◆ Exercise aim
Key in the whole listing below again, keeping every word as it is.

::::

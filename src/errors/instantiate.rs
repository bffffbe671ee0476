/// Failure of a user build step: a blueprint closure or a factory method.
#[derive(thiserror::Error, Debug)]
pub enum InstantiateErrorKind {
    #[error(transparent)]
    Custom(#[from] anyhow::Error),
}
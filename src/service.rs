//! Boxed, clonable request handlers used for recipes and factory methods.

use alloc::boxed::Box;

use crate::utils::thread_safety::{SendSafety, SyncSafety};

pub(crate) trait Service<Request> {
    type Response;
    type Error;

    fn call(&mut self, request: Request) -> Result<Self::Response, Self::Error>;
}

#[derive(Clone)]
pub(crate) struct ServiceFn<F>(F);

#[inline]
#[must_use]
pub(crate) const fn service_fn<F>(f: F) -> ServiceFn<F> {
    ServiceFn(f)
}

impl<F, Request, Response, Error> Service<Request> for ServiceFn<F>
where
    F: FnMut(Request) -> Result<Response, Error>,
{
    type Response = Response;
    type Error = Error;

    #[inline]
    fn call(&mut self, request: Request) -> Result<Response, Error> {
        (self.0)(request)
    }
}

#[cfg(feature = "thread_safe")]
type DynService<Request, Response, Error> = dyn CloneService<Request, Response = Response, Error = Error> + Send + Sync;
#[cfg(not(feature = "thread_safe"))]
type DynService<Request, Response, Error> = dyn CloneService<Request, Response = Response, Error = Error>;

trait CloneService<Request>: Service<Request> {
    fn clone_box(&self) -> Box<DynService<Request, Self::Response, Self::Error>>;
}

impl<Request, S> CloneService<Request> for S
where
    S: Service<Request> + Clone + SendSafety + SyncSafety + 'static,
{
    fn clone_box(&self) -> Box<DynService<Request, S::Response, S::Error>> {
        Box::new(self.clone())
    }
}

/// Type-erased service, each clone carrying its own copy of the captured state.
pub(crate) struct BoxCloneService<Request, Response, Error> {
    inner: Box<DynService<Request, Response, Error>>,
}

impl<Request, Response, Error> BoxCloneService<Request, Response, Error> {
    #[inline]
    #[must_use]
    pub(crate) fn new<S>(service: S) -> Self
    where
        S: Service<Request, Response = Response, Error = Error> + Clone + SendSafety + SyncSafety + 'static,
    {
        Self { inner: Box::new(service) }
    }
}

impl<Request, Response, Error> Clone for BoxCloneService<Request, Response, Error> {
    #[inline]
    fn clone(&self) -> Self {
        Self {
            inner: self.inner.clone_box(),
        }
    }
}

impl<Request, Response, Error> Service<Request> for BoxCloneService<Request, Response, Error> {
    type Response = Response;
    type Error = Error;

    #[inline]
    fn call(&mut self, request: Request) -> Result<Response, Error> {
        self.inner.call(request)
    }
}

::::

◆ Solution to this task
filename src/errors/instantiate.rs
repository bffffbe671ee0476
/// Failure of a user build step: a blueprint closure or a factory method.
#[derive(thiserror::Error, Debug)]
pub enum InstantiateErrorKind {
    #[error(transparent)]
    Custom(#[from] anyhow::Error),
}
filename src/service.rs
//! Boxed, clonable request handlers used for recipes and factory methods.

use alloc::boxed::Box;

use crate::utils::thread_safety::{SendSafety, SyncSafety};

pub(crate) trait Service<Request> {
    type Response;
    type Error;

    fn call(&mut self, request: Request) -> Result<Self::Response, Self::Error>;
}

#[derive(Clone)]
pub(crate) struct ServiceFn<F>(F);

#[inline]
#[must_use]
pub(crate) const fn service_fn<F>(f: F) -> ServiceFn<F> {
    ServiceFn(f)
}

impl<F, Request, Response, Error> Service<Request> for ServiceFn<F>
where
    F: FnMut(Request) -> Result<Response, Error>,
{
    type Response = Response;
    type Error = Error;

    #[inline]
    fn call(&mut self, request: Request) -> Result<Response, Error> {
        (self.0)(request)
    }
}

#[cfg(feature = "thread_safe")]
type DynService<Request, Response, Error> = dyn CloneService<Request, Response = Response, Error = Error> + Send + Sync;
#[cfg(not(feature = "thread_safe"))]
type DynService<Request, Response, Error> = dyn CloneService<Request, Response = Response, Error = Error>;

trait CloneService<Request>: Service<Request> {
    fn clone_box(&self) -> Box<DynService<Request, Self::Response, Self::Error>>;
}

impl<Request, S> CloneService<Request> for S
where
    S: Service<Request> + Clone + SendSafety + SyncSafety + 'static,
{
    fn clone_box(&self) -> Box<DynService<Request, S::Response, S::Error>> {
        Box::new(self.clone())
    }
}

/// Type-erased service, each clone carrying its own copy of the captured state.
pub(crate) struct BoxCloneService<Request, Response, Error> {
    inner: Box<DynService<Request, Response, Error>>,
}

impl<Request, Response, Error> BoxCloneService<Request, Response, Error> {
    #[inline]
    #[must_use]
    pub(crate) fn new<S>(service: S) -> Self
    where
        S: Service<Request, Response = Response, Error = Error> + Clone + SendSafety + SyncSafety + 'static,
    {
        Self { inner: Box::new(service) }
    }
}

impl<Request, Response, Error> Clone for BoxCloneService<Request, Response, Error> {
    #[inline]
    fn clone(&self) -> Self {
        Self {
            inner: self.inner.clone_box(),
        }
    }
}

impl<Request, Response, Error> Service<Request> for BoxCloneService<Request, Response, Error> {
    type Response = Response;
    type Error = Error;

    #[inline]
    fn call(&mut self, request: Request) -> Result<Response, Error> {
        self.inner.call(request)
    }
}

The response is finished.